A quantum technology hub refers to a geographic ecosystem combining research labs, quantum hardware, startups, education centers, and supporting infrastructure to foster innovation in quantum computing, sensing, and communication.
In India, such a hub would align with the National Quantum Mission (NQM), which allocates ₹6,000+ crore to develop quantum research and applications from 2023 to 2030–31.
Lokesh’s actions aim to localize that national ambition in Andhra Pradesh, particularly in Amaravati.

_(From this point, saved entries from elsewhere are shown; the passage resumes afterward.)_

use dotenvy::dotenv;
use expense_ledger::{
    infrastructure::{config::Config, db},
    telemetry,
};
use tracing::info;

#[tokio::main]
async fn main() -> anyhow::Result<()> {
    dotenv().ok();
    telemetry::init();

    let config = Config::from_env()?;
    if !config.requires_database() {
        anyhow::bail!(
            "store provider `{}` has no schema to migrate",
            config.store.provider
        );
    }
    let pool = db::connect(&config.database).await?;
    db::run_migrations(&pool).await?;

    info!("expense ledger schema is up to date");

    Ok(())
}
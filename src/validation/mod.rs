pub mod rules;

pub use rules::{validate_expense, FieldErrors, ValidatedExpense};
pub mod auth;
pub mod config;
pub mod db;
pub mod repository;
pub mod state;
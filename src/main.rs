use anyhow::anyhow;
use argh::FromArgs;
use buildcore::db::{Database, Record};
use buildcore::Key;
use tracing_subscriber::EnvFilter;

#[cfg(not(any(windows, target_arch = "wasm32")))]
use jemallocator::Jemalloc;

#[cfg(not(any(windows, target_arch = "wasm32")))]
#[global_allocator]
static GLOBAL: Jemalloc = Jemalloc;

#[derive(FromArgs)]
/// Inspect a buildcore build database.
struct Args {
    /// path to the build database
    #[argh(option, default = "String::from(\".buildcore_db\")")]
    db: String,

    /// log engine internals
    #[argh(switch, short = 'v')]
    verbose: bool,

    #[argh(subcommand)]
    command: Command,
}

#[derive(FromArgs)]
#[argh(subcommand)]
enum Command {
    Dump(DumpArgs),
    Show(ShowArgs),
    Version(VersionArgs),
}

#[derive(FromArgs)]
/// list every record in the database
#[argh(subcommand, name = "dump")]
struct DumpArgs {}

#[derive(FromArgs)]
/// print the record of one key with its recorded inputs
#[argh(subcommand, name = "show")]
struct ShowArgs {
    /// the key to show
    #[argh(positional)]
    key: String,
}

#[derive(FromArgs)]
/// print the version
#[argh(subcommand, name = "version")]
struct VersionArgs {}

fn print_record(key: &Key, record: &Record, inputs: bool) {
    println!(
        "{} {} built:{} computed:{} bytes:{}",
        key,
        record.signature(),
        record.built_at,
        record.computed_at,
        record.value.data().len()
    );
    if inputs {
        for dep in &record.dependencies {
            println!("  {} {}", dep.key, dep.signature);
        }
    }
}

fn run() -> anyhow::Result<()> {
    let args: Args = argh::from_env();

    let filter = match EnvFilter::try_from_default_env() {
        Ok(filter) => filter,
        Err(_) if args.verbose => EnvFilter::new("debug"),
        Err(_) => EnvFilter::new("warn"),
    };
    tracing_subscriber::fmt()
        .with_env_filter(filter)
        .with_writer(std::io::stderr)
        .init();

    match args.command {
        Command::Version(_) => {
            println!("{}", buildcore::version());
        }
        Command::Dump(_) => {
            let db = Database::open_read_only(&args.db)
                .map_err(|err| anyhow!("open {}: {}", args.db, err))?;
            println!("# epoch {}, {} records", db.epoch(), db.len());
            for (key, record) in db.records() {
                print_record(key, record, false);
            }
        }
        Command::Show(show) => {
            let db = Database::open_read_only(&args.db)
                .map_err(|err| anyhow!("open {}: {}", args.db, err))?;
            let key = Key::from(show.key);
            match db.get(&key) {
                Some(record) => print_record(&key, record, true),
                None => anyhow::bail!("no record for {}", key),
            }
        }
    }
    Ok(())
}

fn main() {
    if let Err(err) = run() {
        println!("buildcore: error: {:#}", err);
        std::process::exit(1);
    }
}
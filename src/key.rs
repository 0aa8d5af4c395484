//! Keys name buildable artifacts and logical targets.
//!
//! A Key is an opaque byte string.  Front ends conventionally give keys a
//! "type" with a prefix such as `file:` and register rules per prefix.  The
//! engine interns keys into dense KeyIds so per-build state can live in
//! vectors rather than hash maps.

use crate::densemap::{self, DenseMap};
use rustc_hash::FxHashMap;
use std::fmt;
use std::sync::Arc;

/// An immutable identifier of a buildable artifact.  Cheap to clone.
#[derive(Clone, PartialEq, Eq, Hash, PartialOrd, Ord)]
pub struct Key(Arc<[u8]>);

impl Key {
    pub fn new(bytes: impl AsRef<[u8]>) -> Self {
        Key(Arc::from(bytes.as_ref()))
    }

    pub fn as_bytes(&self) -> &[u8] {
        &self.0
    }

    /// The key as text, if it is valid UTF-8.
    pub fn as_str(&self) -> Option<&str> {
        std::str::from_utf8(&self.0).ok()
    }

    pub fn starts_with(&self, prefix: &[u8]) -> bool {
        self.0.starts_with(prefix)
    }

    /// The remainder of the key after a type prefix like `file:`.
    pub fn strip_prefix(&self, prefix: &[u8]) -> Option<&[u8]> {
        self.0.strip_prefix(prefix)
    }
}

impl From<&str> for Key {
    fn from(s: &str) -> Key {
        Key::new(s)
    }
}

impl From<String> for Key {
    fn from(s: String) -> Key {
        Key::new(s)
    }
}

impl From<&[u8]> for Key {
    fn from(b: &[u8]) -> Key {
        Key::new(b)
    }
}

impl From<&Key> for Key {
    fn from(k: &Key) -> Key {
        k.clone()
    }
}

impl fmt::Display for Key {
    fn fmt(&self, f: &mut fmt::Formatter<'_>) -> fmt::Result {
        write!(f, "{}", String::from_utf8_lossy(&self.0))
    }
}

impl fmt::Debug for Key {
    fn fmt(&self, f: &mut fmt::Formatter<'_>) -> fmt::Result {
        write!(f, "Key({:?})", String::from_utf8_lossy(&self.0))
    }
}

/// Dense index of an interned Key within one engine.
#[derive(Debug, Copy, Clone, Eq, PartialEq, Hash)]
pub struct KeyId(u32);

impl densemap::Index for KeyId {
    fn index(&self) -> usize {
        self.0 as usize
    }
}

impl From<usize> for KeyId {
    fn from(u: usize) -> KeyId {
        KeyId(u as u32)
    }
}

/// Interns Keys, handing out KeyIds in insertion order.
#[derive(Default)]
pub struct KeyTable {
    ids: FxHashMap<Key, KeyId>,
    keys: DenseMap<KeyId, Key>,
}

impl KeyTable {
    pub fn intern(&mut self, key: &Key) -> KeyId {
        if let Some(&id) = self.ids.get(key) {
            return id;
        }
        let id = self.keys.push(key.clone());
        self.ids.insert(key.clone(), id);
        id
    }

    pub fn lookup(&self, key: &Key) -> Option<KeyId> {
        self.ids.get(key).copied()
    }

    pub fn key(&self, id: KeyId) -> &Key {
        &self.keys[id]
    }

    pub fn len(&self) -> usize {
        self.keys.len()
    }
}
impl<'a> BReader<'a> {
    fn new(buf: &'a [u8]) -> Self {
        BReader { buf, pos: 0 }
    }
    fn remaining(&self) -> usize {
        self.buf.len() - self.pos
    }
    fn take(&mut self, n: usize) -> Option<&'a [u8]> {
        if self.remaining() < n {
            return None;
        }
        let s = &self.buf[self.pos..self.pos + n];
        self.pos += n;
        Some(s)
    }
    fn u8(&mut self) -> Option<u8> {
        self.take(1).map(|b| b[0])
    }
    fn u32(&mut self) -> Option<u32> {
        let b = self.take(4)?;
        Some(u32::from_le_bytes([b[0], b[1], b[2], b[3]]))
    }
    fn u64(&mut self) -> Option<u64> {
        let mut a = [0u8; 8];
        a.copy_from_slice(self.take(8)?);
        Some(u64::from_le_bytes(a))
    }
    fn bytes(&mut self) -> Option<&'a [u8]> {
        let len = self.u32()? as usize;
        self.take(len)
    }
    fn signature(&mut self) -> Option<Signature> {
        match self.u8()? {
            0 => {
                let mut fp = [0u8; 32];
                fp.copy_from_slice(self.take(32)?);
                Some(Signature::Fingerprint(Fingerprint(fp)))
            }
            1 => Some(Signature::Token(self.u64()?)),
            _ => None,
        }
    }
}

/// The decoded contents of a database file.
#[derive(Default)]
struct State {
    keys: Vec<Key>,
    ids: FxHashMap<Key, Id>,
    records: Vec<Option<Record>>,
    epoch: u64,
    /// Count of record entries in the file, live or superseded.
    record_entries: usize,
    /// Count of epoch entries; all but the last are superseded.
    epoch_entries: usize,
}

impl State {
    fn add_key(&mut self, key: Key) -> Id {
        let id = Id(self.keys.len() as u32);
        self.ids.insert(key.clone(), id);
        self.keys.push(key);
        self.records.push(None);
        id
    }

    fn key(&self, id: u32) -> Option<&Key> {
        self.keys.get(id as usize)
    }

    fn live(&self) -> usize {
        self.records.iter().filter(|r| r.is_some()).count()
    }

    fn decode_entry(&mut self, tag: u8, payload: &[u8]) -> Option<()> {
        let mut r = BReader::new(payload);
        match tag {
            TAG_KEY => {
                let key = Key::new(r.take(r.remaining())?);
                self.add_key(key);
            }
            TAG_RECORD => {
                let id = r.u32()?;
                self.key(id)?;
                let data = r.bytes()?.to_vec();
                let signature = r.signature()?;
                let built_at = r.u64()?;
                let computed_at = r.u64()?;
                let count = r.u32()? as usize;
                let mut dependencies = Vec::with_capacity(count.min(r.remaining()));
                for _ in 0..count {
                    let dep = r.u32()?;
                    let key = self.key(dep)?.clone();
                    let signature = r.signature()?;
                    dependencies.push(Dependency { key, signature });
                }
                if r.remaining() != 0 {
                    return None;
                }
                self.records[id as usize] = Some(Record {
                    value: Value::from_parts(data, signature),
                    dependencies,
                    built_at,
                    computed_at,
                });
                self.record_entries += 1;
            }
            TAG_EPOCH => {
                self.epoch = r.u64()?;
                self.epoch_entries += 1;
            }
            _ => return None,
        }
        Some(())
    }
}

/// Result of decoding a file.
struct Loaded {
    state: State,
    /// Length of the valid prefix of the file.
    good_len: u64,
}

/// The offset of the first well-formed entry (known tag, in-bounds length,
/// matching checksum) at or after from.
fn find_entry(bytes: &[u8], from: usize) -> Option<usize> {
    (from..bytes.len()).find(|&pos| {
        let mut r = BReader::new(bytes);
        r.pos = pos;
        let entry = (|| {
            let tag = r.u8()?;
            if !matches!(tag, TAG_KEY | TAG_RECORD | TAG_EPOCH) {
                return None;
            }
            let len = r.u32()? as usize;
            let payload = r.take(len)?;
            Some((tag, payload, r.u64()?))
        })();
        matches!(entry, Some((tag, payload, sum)) if sum == checksum(tag, payload))
    })
}

fn decode(bytes: &[u8]) -> Result<Loaded, DbError> {
    if bytes.len() < HEADER_LEN || &bytes[..4] != MAGIC {
        return Err(DbError::Corrupt {
            offset: 0,
            reason: "bad header".into(),
        });
    }
    let version = u32::from_le_bytes([bytes[4], bytes[5], bytes[6], bytes[7]]);
    if version != VERSION {
        return Err(DbError::VersionMismatch {
            found: version,
            expected: VERSION,
        });
    }

    let mut state = State::default();
    let mut r = BReader::new(bytes);
    r.pos = HEADER_LEN;
    loop {
        let start = r.pos;
        if r.remaining() == 0 {
            break;
        }
        let entry = (|| {
            let tag = r.u8()?;
            let len = r.u32()? as usize;
            let payload = r.take(len)?;
            let sum = r.u64()?;
            Some((tag, payload, sum))
        })();
        let (tag, payload, sum) = match entry {
            Some(e) => e,
            None => {
                // A torn write is the end of the file.  A short entry with
                // intact entries behind it has a damaged length instead.
                if let Some(next) = find_entry(bytes, start + 1) {
                    return Err(DbError::Corrupt {
                        offset: start as u64,
                        reason: format!("entry overruns the entry at offset {}", next),
                    });
                }
                warn!(offset = start, "dropping truncated database entry");
                r.pos = start;
                break;
            }
        };
        if sum != checksum(tag, payload) {
            if r.remaining() == 0 {
                warn!(offset = start, "dropping torn database entry");
                r.pos = start;
                break;
            }
            return Err(DbError::Corrupt {
                offset: start as u64,
                reason: "checksum mismatch".into(),
            });
        }
        if state.decode_entry(tag, payload).is_none() {
            return Err(DbError::Corrupt {
                offset: start as u64,
                reason: format!("malformed entry with tag {}", tag),
            });
        }
    }
    Ok(Loaded {
        state,
        good_len: r.pos as u64,
    })
}

fn header() -> Vec<u8> {
    let mut buf = Vec::with_capacity(HEADER_LEN);
    buf.extend_from_slice(MAGIC);
    buf.extend_from_slice(&VERSION.to_le_bytes());
    buf
}

/// A build database file, loaded into memory and open for appending.
pub struct Database {
    path: PathBuf,
    /// None when opened read-only.
    file: Option<File>,
    state: State,
    /// Length of the file's valid content.
    len: u64,
    sync_writes: bool,
}
//! File keys against a real directory.

use buildcore::fs::{file_key, FileRule, Stamp, PREFIX};
use buildcore::{Config, Engine, Failure, FnRule, Key, Rules, TaskContext, Value};
use filetime::{set_file_mtime, FileTime};
use std::path::Path;
use std::sync::atomic::{AtomicUsize, Ordering};
use std::sync::Arc;

/// An engine where "obj" is built from the file at src.
fn engine(stamp: Stamp, src: &Path, runs: Arc<AtomicUsize>) -> anyhow::Result<Engine> {
    let mut rules = Rules::new();
    rules.register_prefix(PREFIX, FileRule::real(stamp));
    let src = file_key(src);
    rules.register(
        "obj",
        FnRule::new(move |cx: &mut TaskContext| {
            Ok(cx.need(&src).map(|v| {
                runs.fetch_add(1, Ordering::SeqCst);
                Value::new(v.data())
            }))
        }),
    );
    Ok(Engine::new(rules, Config::default().workers(2))?)
}

fn touch(path: &Path, secs: i64) -> std::io::Result<()> {
    set_file_mtime(path, FileTime::from_unix_time(secs, 0))
}

#[test]
fn content_stamp_ignores_touch() -> anyhow::Result<()> {
    let dir = tempfile::tempdir()?;
    let src = dir.path().join("in.c");
    std::fs::write(&src, "int x;")?;
    touch(&src, 1_000_000)?;
    let runs = Arc::new(AtomicUsize::new(0));
    let mut engine = engine(Stamp::Content, &src, runs.clone())?;

    assert_eq!(engine.build_key("obj")?.data(), b"int x;");
    assert_eq!(runs.load(Ordering::SeqCst), 1);

    touch(&src, 2_000_000)?;
    engine.build_key("obj")?;
    assert_eq!(runs.load(Ordering::SeqCst), 1);

    std::fs::write(&src, "int y;")?;
    assert_eq!(engine.build_key("obj")?.data(), b"int y;");
    assert_eq!(runs.load(Ordering::SeqCst), 2);
    Ok(())
}

#[test]
fn mtime_stamp_follows_touch() -> anyhow::Result<()> {
    let dir = tempfile::tempdir()?;
    let src = dir.path().join("in.c");
    std::fs::write(&src, "int x;")?;
    touch(&src, 1_000_000)?;
    let runs = Arc::new(AtomicUsize::new(0));
    let mut engine = engine(Stamp::MTime, &src, runs.clone())?;

    engine.build_key("obj")?;
    engine.build_key("obj")?;
    assert_eq!(runs.load(Ordering::SeqCst), 1);

    touch(&src, 2_000_000)?;
    engine.build_key("obj")?;
    assert_eq!(runs.load(Ordering::SeqCst), 2);
    Ok(())
}

#[test]
fn missing_file_fails() -> anyhow::Result<()> {
    let dir = tempfile::tempdir()?;
    let src = dir.path().join("gone.c");
    let runs = Arc::new(AtomicUsize::new(0));
    let mut engine = engine(Stamp::MTime, &src, runs.clone())?;

    let report = engine.build(&[Key::from("obj")]);
    assert_eq!(
        report.result(&Key::from("obj")),
        Some(&Err(Failure::Dependency(file_key(&src))))
    );
    match &report.diagnostics[0].failure {
        Failure::Task(msg) => assert!(msg.ends_with("gone.c: missing"), "{}", msg),
        other => panic!("unexpected {:?}", other),
    }
    assert_eq!(runs.load(Ordering::SeqCst), 0);
    Ok(())
}
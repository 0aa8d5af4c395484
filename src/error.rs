use crate::key::Key;
use thiserror::Error;

/// Why a key did not produce a value.  Stored in place of the value in the
/// build results and propagated to dependents.
#[derive(Debug, Clone, PartialEq, Eq, Error)]
pub enum Failure {
    #[error("no rule to build {0}")]
    RuleNotFound(Key),

    /// The task ran and reported an error.  Not retried automatically.
    #[error("task failed: {0}")]
    Task(String),

    /// The key takes part in a dependency cycle; the keys are listed in
    /// request order, starting and ending with the same key.
    #[error("dependency cycle: {}", format_cycle(.0))]
    Cycle(Vec<Key>),

    /// An input the task requested failed, so the task never ran.
    #[error("input {0} failed")]
    Dependency(Key),

    #[error("cancelled")]
    Cancelled,

    /// The result could not be persisted.
    #[error("database: {0}")]
    Database(String),
}

fn format_cycle(keys: &[Key]) -> String {
    keys.iter()
        .map(|k| k.to_string())
        .collect::<Vec<_>>()
        .join(" -> ")
}

#[derive(Debug, Error)]
pub enum DbError {
    #[error("database version {found} does not match expected {expected}")]
    VersionMismatch { found: u32, expected: u32 },

    #[error("database corrupt at offset {offset}: {reason}")]
    Corrupt { offset: u64, reason: String },

    #[error("database opened read-only")]
    ReadOnly,

    #[error(transparent)]
    Io(#[from] std::io::Error),
}

impl DbError {
    /// Whether the file is unusable and must be discarded and rebuilt.
    pub fn needs_reset(&self) -> bool {
        matches!(self, DbError::VersionMismatch { .. } | DbError::Corrupt { .. })
    }
}

/// Errors setting up an engine.  Errors during a build are reported per key
/// as Failures instead.
#[derive(Debug, Error)]
pub enum Error {
    #[error("open {path}: {source}")]
    Db {
        path: String,
        #[source]
        source: DbError,
    },

    #[error("start worker pool: {0}")]
    ThreadPool(#[from] rayon::ThreadPoolBuildError),

    #[error(transparent)]
    Io(#[from] std::io::Error),
}

#[cfg(test)]
mod tests {
    use super::*;

    #[test]
    fn cycle_message() {
        let f = Failure::Cycle(vec![Key::from("a"), Key::from("b"), Key::from("a")]);
        assert_eq!(f.to_string(), "dependency cycle: a -> b -> a");
    }
}
//! Crash consistency of the build database: cutting the file anywhere inside
//! the last append leaves either the old or the new state, never a mix.

use buildcore::db::{Database, Dependency, Record};
use buildcore::{Key, Value};
use std::path::Path;

fn record(data: &str, inputs: &[&str], epoch: u64) -> Record {
    Record {
        value: Value::new(data),
        dependencies: inputs
            .iter()
            .map(|&k| Dependency {
                key: Key::from(k),
                signature: *Value::new(k).signature(),
            })
            .collect(),
        built_at: epoch,
        computed_at: epoch,
    }
}

/// Writes a database with two records, then appends `last`.  Returns the
/// file length before and after the last append.
fn write_db(path: &Path, last: (&str, Record)) -> anyhow::Result<(u64, u64)> {
    let mut db = Database::create(path)?;
    db.set_epoch(1)?;
    db.put(&Key::from("obj"), record("old obj", &["src"], 1))?;
    db.put(&Key::from("src"), record("src", &[], 1))?;
    let before = std::fs::metadata(path)?.len();
    db.put(&Key::from(last.0), last.1)?;
    let after = std::fs::metadata(path)?.len();
    Ok((before, after))
}

fn check_every_cut(
    last_key: &str,
    last: Record,
    check: impl Fn(bool, Option<&Record>),
) -> anyhow::Result<()> {
    let dir = tempfile::tempdir()?;
    let full = dir.path().join("full");
    let (before, after) = write_db(&full, (last_key, last))?;
    assert!(after > before);
    let bytes = std::fs::read(&full)?;

    for cut in before..=after {
        let path = dir.path().join(format!("cut{}", cut));
        std::fs::write(&path, &bytes[..cut as usize])?;
        let db = Database::open(&path)?;
        assert_eq!(db.get(&Key::from("src")).map(|r| r.value.data()), Some(&b"src"[..]));
        check(cut == after, db.get(&Key::from(last_key)));
        // The torn tail is cut off.
        let len = std::fs::metadata(&path)?.len();
        assert!(len >= before && len <= cut);
    }
    Ok(())
}

#[test]
fn update_is_old_or_new() -> anyhow::Result<()> {
    let new = record("new obj", &["src", "extra"], 2);
    let expected = new.clone();
    check_every_cut("obj", new, |complete, got| {
        let got = got.expect("obj always has a record");
        if complete {
            assert_eq!(got, &expected);
        } else {
            assert_eq!(got.value.data(), b"old obj");
            assert_eq!(got.dependencies.len(), 1);
        }
    })
}

#[test]
fn insert_is_absent_or_new() -> anyhow::Result<()> {
    let new = record("fresh", &["src", "obj", "brand/new/input"], 2);
    let expected = new.clone();
    check_every_cut("fresh", new, |complete, got| {
        if complete {
            assert_eq!(got, Some(&expected));
        } else {
            assert_eq!(got, None);
        }
    })
}

#[test]
fn reopened_database_accepts_writes() -> anyhow::Result<()> {
    let dir = tempfile::tempdir()?;
    let path = dir.path().join("db");
    let (before, after) = write_db(&path, ("late", record("late", &[], 1)))?;

    let bytes = std::fs::read(&path)?;
    let cut = before + (after - before) / 2;
    std::fs::write(&path, &bytes[..cut as usize])?;

    {
        let mut db = Database::open(&path)?;
        assert!(db.get(&Key::from("late")).is_none());
        db.put(&Key::from("late"), record("late again", &["src"], 2))?;
    }
    let db = Database::open_read_only(&path)?;
    let late = db.get(&Key::from("late")).expect("record for late");
    assert_eq!(late.value.data(), b"late again");
    assert_eq!(late.dependencies[0].key, Key::from("src"));
    assert_eq!(db.len(), 3);
    Ok(())
}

Key Moves: Latest Updates from Lokesh’s Quantum Visio
Launching “Quantum Valley” in Amaravati
In 2025, Lokesh revealed plans for South Asia’s first “Quantum Valley” in Amaravati. This involves:
- A dedicated quantum computing centre
- Research parks, startup incubators, and innovation infrastructure
- Timeline to go live by January 2026 with a 158-qubit quantum computer as a showpiece
Google Data Centre Pact & AI Infrastructure
Lokesh is also embedding quantum ambition within a larger digital infrastructure push. Andhra Pradesh will host a 1 GW hyperscale data centre campus in Vizag, in partnership with Google, helping to anchor AI workloads and backend support.
This dual focus—classical data infrastructure plus quantum—strengthens the broader ecosystem.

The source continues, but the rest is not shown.